In cassatie kan van het volgende worden uitgegaan.
(i) De werknemer was sinds 1 oktober 2003 in dienst van Econocom, een vennootschap die deel uitmaakt van een wereldwijd concern. Vanaf 2012 was de werknemer werkzaam als Strategic Operations Director en lid van het Nederlandse managementteam.
(ii) De werknemer was onder meer verantwoordelijk voor een grote klant van Econocom: Hulpmiddelen Centrum (hierna: HMC).
(iii) De werknemer heeft zich begin januari 2020 ziek gemeld in verband met spanningsklachten (burn-out).
(iv) Bij afwezigheid van de werknemer heeft de co-ceo van de Nederlandse organisatie het beheer van het HMC-dossier waargenomen. Daarbij is de co-ceo op onregelmatigheden gestuit, waarna is besloten om een onderzoeksbureau nader onderzoek te laten verrichten.
(v) Het onderzoeksbureau heeft in februari en maart 2020 onderzoek gedaan naar de gedragingen van de werknemer. De voorlopige bevindingen zijn mondeling aan Econocom gerapporteerd.
(vi) Econocom heeft de werknemer op 19 maart 2020 uitgenodigd voor een overleg op 20 maart 2020 over zaken die Econocom verontrustend vond. Een namens de werknemer gedaan verzoek tot uitstel van het overleg heeft Econocom afgewezen.
(vii) Econocom heeft de werknemer op 20 maart 2020 een brief gezonden waarin zij de arbeidsovereenkomst met de werknemer met onmiddellijke ingang opzegt, onder de voorwaarde dat de werknemer voor 25 maart 2020 om 18.00 uur geen afdoende verklaring geeft voor de verontrustende feiten die aan het licht waren gekomen, die de dringende reden voor het ontslag op staande voet zou kunnen wegnemen. Econocom noemt in de brief elf gronden, die volgens haar tezamen en ieder voor zich een dringende reden voor een ontslag op staande voet opleveren. Deze gronden komen op het volgende neer:
1. Het ontvangen van ‘kick-backs’ van een consultancybedrijf van een vriend van de werknemer dat zeer grote consultancy fees in rekening bracht bij Econocom.

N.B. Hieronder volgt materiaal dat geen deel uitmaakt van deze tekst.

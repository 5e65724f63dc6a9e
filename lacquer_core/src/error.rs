// Copyright 2026 the Lacquer Authors
// SPDX-License-Identifier: Apache-2.0 OR MIT

//! Error kinds and the service availability check.
//!
//! Errors are a flat set of named kinds so that one failed construction can
//! report every missing prerequisite at once. [`Error`] formats the set for
//! humans; callers that need to branch test individual kinds with
//! [`Error::contains`].

use core::fmt;

bitflags::bitflags! {
    /// Named failure kinds. Several may be set at once.
    #[derive(Clone, Copy, Debug, PartialEq, Eq, Hash)]
    pub struct ErrorKind: u32 {
        /// The display server connection could not be opened.
        const CONNECTION = 1 << 0;
        /// A blocking round-trip or dispatch failed.
        const ROUNDTRIP = 1 << 1;
        /// No shared-memory allocator was advertised.
        const NO_SHM = 1 << 2;
        /// No surface compositor was advertised.
        const NO_COMPOSITOR = 1 << 3;
        /// No layer-shell service was advertised.
        const NO_LAYER_SHELL = 1 << 4;
        /// No output-geometry service was advertised.
        const NO_OUTPUT_MANAGER = 1 << 5;
        /// A capture was requested but no screencopy service exists.
        const NO_SCREENCOPY = 1 << 6;
        /// Fractional scaling was requested but is not supported.
        const NO_FRACTIONAL_SCALE = 1 << 7;
        /// A viewport was requested but is not supported.
        const NO_VIEWPORTER = 1 << 8;
        /// A service was advertised below the minimum usable version.
        const PROTOCOL_VERSION = 1 << 9;
        /// Shared memory could not be created, sized, or mapped.
        const BUFFER_ALLOCATION = 1 << 10;
        /// A surface could not be created.
        const SURFACE_INIT = 1 << 11;
        /// A layer-shell role could not be assigned.
        const LAYER_SURFACE_INIT = 1 << 12;
        /// Fractional-scale negotiation could not be started.
        const FRACTIONAL_SCALE_INIT = 1 << 13;
        /// A viewport could not be created.
        const VIEWPORT_INIT = 1 << 14;
        /// The backend could not attach a render target to a surface.
        const BACKEND_ASSOCIATION = 1 << 15;
        /// The backend failed to initialize.
        const BACKEND_INIT = 1 << 16;
        /// The selected backend was not compiled in.
        const BACKEND_UNAVAILABLE = 1 << 17;
        /// A capture frame could not be requested.
        const CAPTURE_INIT = 1 << 18;
        /// The compositor reported a failed capture.
        const CAPTURE_FAILED = 1 << 19;
        /// No usable cursor theme could be loaded.
        const CURSOR_THEME = 1 << 20;
        /// A handle referred to an object that no longer exists.
        const INVALID_HANDLE = 1 << 21;
    }
}

const DESCRIPTIONS: [(ErrorKind, &str); 22] = [
    (ErrorKind::CONNECTION, "failed to connect to the display server"),
    (ErrorKind::ROUNDTRIP, "protocol round-trip failed"),
    (ErrorKind::NO_SHM, "shared memory is not supported"),
    (ErrorKind::NO_COMPOSITOR, "compositor is not supported"),
    (ErrorKind::NO_LAYER_SHELL, "layer shell is not supported"),
    (ErrorKind::NO_OUTPUT_MANAGER, "output manager is not supported"),
    (ErrorKind::NO_SCREENCOPY, "screencopy is not supported"),
    (ErrorKind::NO_FRACTIONAL_SCALE, "fractional scaling is not supported"),
    (ErrorKind::NO_VIEWPORTER, "viewporter is not supported"),
    (ErrorKind::PROTOCOL_VERSION, "protocol version is too low"),
    (ErrorKind::BUFFER_ALLOCATION, "failed to allocate shared buffer"),
    (ErrorKind::SURFACE_INIT, "failed to create surface"),
    (ErrorKind::LAYER_SURFACE_INIT, "failed to create layer surface"),
    (ErrorKind::FRACTIONAL_SCALE_INIT, "failed to set up fractional scale"),
    (ErrorKind::VIEWPORT_INIT, "failed to create viewport"),
    (ErrorKind::BACKEND_ASSOCIATION, "failed to associate surface with backend"),
    (ErrorKind::BACKEND_INIT, "failed to initialize backend"),
    (ErrorKind::BACKEND_UNAVAILABLE, "backend is not compiled in"),
    (ErrorKind::CAPTURE_INIT, "failed to request capture frame"),
    (ErrorKind::CAPTURE_FAILED, "capture failed"),
    (ErrorKind::CURSOR_THEME, "failed to load cursor theme"),
    (ErrorKind::INVALID_HANDLE, "handle is no longer valid"),
];

impl ErrorKind {
    /// Human description of a single kind.
    ///
    /// Returns `None` for empty or multi-kind values.
    #[must_use]
    pub fn describe(self) -> Option<&'static str> {
        DESCRIPTIONS
            .iter()
            .find(|(kind, _)| *kind == self)
            .map(|(_, text)| *text)
    }
}

/// A non-empty set of [`ErrorKind`]s.
#[derive(Clone, Copy, PartialEq, Eq, Hash)]
pub struct Error {
    kinds: ErrorKind,
}

impl Error {
    /// Creates an error from a set of kinds.
    #[inline]
    #[must_use]
    pub const fn new(kinds: ErrorKind) -> Self {
        Self { kinds }
    }

    /// All kinds carried by this error.
    #[inline]
    #[must_use]
    pub const fn kinds(self) -> ErrorKind {
        self.kinds
    }

    /// Whether `kind` is part of this error.
    #[inline]
    #[must_use]
    pub const fn contains(self, kind: ErrorKind) -> bool {
        self.kinds.contains(kind)
    }

    /// Adds further kinds.
    #[inline]
    #[must_use]
    pub const fn with(self, kinds: ErrorKind) -> Self {
        Self::new(self.kinds.union(kinds))
    }
}

impl From<ErrorKind> for Error {
    fn from(kinds: ErrorKind) -> Self {
        Self::new(kinds)
    }
}

impl fmt::Debug for Error {
    fn fmt(&self, f: &mut fmt::Formatter<'_>) -> fmt::Result {
        write!(f, "Error({:#x}: {self})", self.kinds.bits())
    }
}

impl fmt::Display for Error {
    fn fmt(&self, f: &mut fmt::Formatter<'_>) -> fmt::Result {
        if self.kinds.is_empty() {
            return f.write_str("unknown error");
        }
        for (i, kind) in self.kinds.iter().enumerate() {
            if i > 0 {
                f.write_str(", ")?;
            }
            f.write_str(kind.describe().unwrap_or("unnamed error"))?;
        }
        Ok(())
    }
}

impl core::error::Error for Error {}

bitflags::bitflags! {
    /// Compositor services discovered through the registry.
    #[derive(Clone, Copy, Debug, PartialEq, Eq, Hash)]
    pub struct Services: u32 {
        /// Shared-memory allocator.
        const SHM = 1 << 0;
        /// Surface compositor.
        const COMPOSITOR = 1 << 1;
        /// Layer-shell surfaces.
        const LAYER_SHELL = 1 << 2;
        /// DPI-adjusted output geometry.
        const OUTPUT_MANAGER = 1 << 3;
        /// Compositor-side cursor shapes.
        const CURSOR_SHAPE = 1 << 4;
        /// Output pixel capture.
        const SCREENCOPY = 1 << 5;
        /// Fractional scale negotiation.
        const FRACTIONAL_SCALE = 1 << 6;
        /// Surface viewport scaling.
        const VIEWPORTER = 1 << 7;
    }
}

const MISSING_KIND: [(Services, ErrorKind); 4] = [
    (Services::SHM, ErrorKind::NO_SHM),
    (Services::COMPOSITOR, ErrorKind::NO_COMPOSITOR),
    (Services::LAYER_SHELL, ErrorKind::NO_LAYER_SHELL),
    (Services::OUTPUT_MANAGER, ErrorKind::NO_OUTPUT_MANAGER),
];

impl Services {
    /// Services without which no overlay can be created.
    pub const MANDATORY: Self = Self::SHM
        .union(Self::COMPOSITOR)
        .union(Self::LAYER_SHELL)
        .union(Self::OUTPUT_MANAGER);

    /// Fails with one kind per absent mandatory service.
    pub fn check_mandatory(self) -> Result<(), Error> {
        let mut missing = ErrorKind::empty();
        for (service, kind) in MISSING_KIND {
            if !self.contains(service) {
                missing |= kind;
            }
        }
        if missing.is_empty() {
            Ok(())
        } else {
            Err(Error::new(missing))
        }
    }
}

#[cfg(test)]
mod tests {
    use super::{Error, ErrorKind, Services};
    use alloc::string::ToString;

    #[test]
    fn check_fails_iff_a_mandatory_service_is_missing() {
        for bits in 0..=Services::all().bits() {
            let available = Services::from_bits_truncate(bits);
            let result = available.check_mandatory();
            assert_eq!(
                result.is_err(),
                !available.contains(Services::MANDATORY),
                "availability {available:?}"
            );
            if let Err(err) = result {
                let mut expected = ErrorKind::empty();
                expected.set(ErrorKind::NO_SHM, !available.contains(Services::SHM));
                expected.set(
                    ErrorKind::NO_COMPOSITOR,
                    !available.contains(Services::COMPOSITOR),
                );
                expected.set(
                    ErrorKind::NO_LAYER_SHELL,
                    !available.contains(Services::LAYER_SHELL),
                );
                expected.set(
                    ErrorKind::NO_OUTPUT_MANAGER,
                    !available.contains(Services::OUTPUT_MANAGER),
                );
                assert_eq!(err.kinds(), expected, "availability {available:?}");
            }
        }
    }

    #[test]
    fn optional_services_never_fail_the_check() {
        let available = Services::MANDATORY | Services::CURSOR_SHAPE;
        assert_eq!(available.check_mandatory(), Ok(()));
    }

    #[test]
    fn display_lists_every_kind() {
        let err = Error::new(ErrorKind::NO_SHM | ErrorKind::NO_LAYER_SHELL);
        assert_eq!(
            err.to_string(),
            "shared memory is not supported, layer shell is not supported"
        );
    }

    #[test]
    fn every_kind_has_a_description() {
        for kind in ErrorKind::all().iter() {
            assert!(kind.describe().is_some(), "{kind:?} lacks a description");
        }
        assert_eq!((ErrorKind::NO_SHM | ErrorKind::NO_COMPOSITOR).describe(), None);
    }

    #[test]
    fn with_accumulates_kinds() {
        let err = Error::from(ErrorKind::SURFACE_INIT).with(ErrorKind::BACKEND_ASSOCIATION);
        assert!(err.contains(ErrorKind::SURFACE_INIT));
        assert!(err.contains(ErrorKind::BACKEND_ASSOCIATION));
        assert!(!err.contains(ErrorKind::NO_SHM));
    }
}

2. Het reserveren van opbrengsten en retourartikelen van goederen van Econocom, om aankopen van andere goederen te doen die niet aan Econocom toekomen.
3. De aanschaf van een kluis voor de woning van de werknemer door een leverancier van Econocom.
4. De opdracht aan de advocaat van Econocom om de kosten van privéwerkzaamheden in rekening te brengen bij Econocom.
5. Het aansporen van een voor Econocom werkzame IT-specialist tot fraude, door een wasdroger te bestellen en te verzoeken om het aankoopbedrag terug te laten betalen op zijn privérekening.
6. Ontvangst van een televisie voor privégebruik van een agent van Econocom.
7. Het bestellen van bloemen voor privérelaties van de werknemer op kosten van Econocom.
8. Overname van Ajax seizoenskaarten zonder dat daarvoor een vergoeding is betaald.
9. Oneigenlijk gebruik van de tankpas van Econocom, door in de periode waarin de werknemer (grotendeels) arbeidsongeschikt was en op advies van de bedrijfsarts rust moest houden, in totaal voor een bedrag van € 3.076,-- aan benzine te tanken.
10. Schending van de verplichtingen uit hoofde van de Wet verbetering poortwachter, door in strijd met de adviezen van de bedrijfsarts om rust te houden contact te onderhouden met het zusterbedrijf van Econocom over een berekening voor een klant.
11. Het in strijd met de waarheid melden van ziekte op 10 maart 2020.
(viii) Een inhoudelijke reactie van de werknemer is uitgebleven. Bij e-mail van 26 maart 2020 heeft de gemachtigde van Econocom aan de gemachtigde van de werknemer meegedeeld dat de voorwaardelijke opzegging als onvoorwaardelijk geldt.
(ix) Op 30 april 2020 heeft het onderzoeksbureau zijn onderzoeksrapport uitgebracht.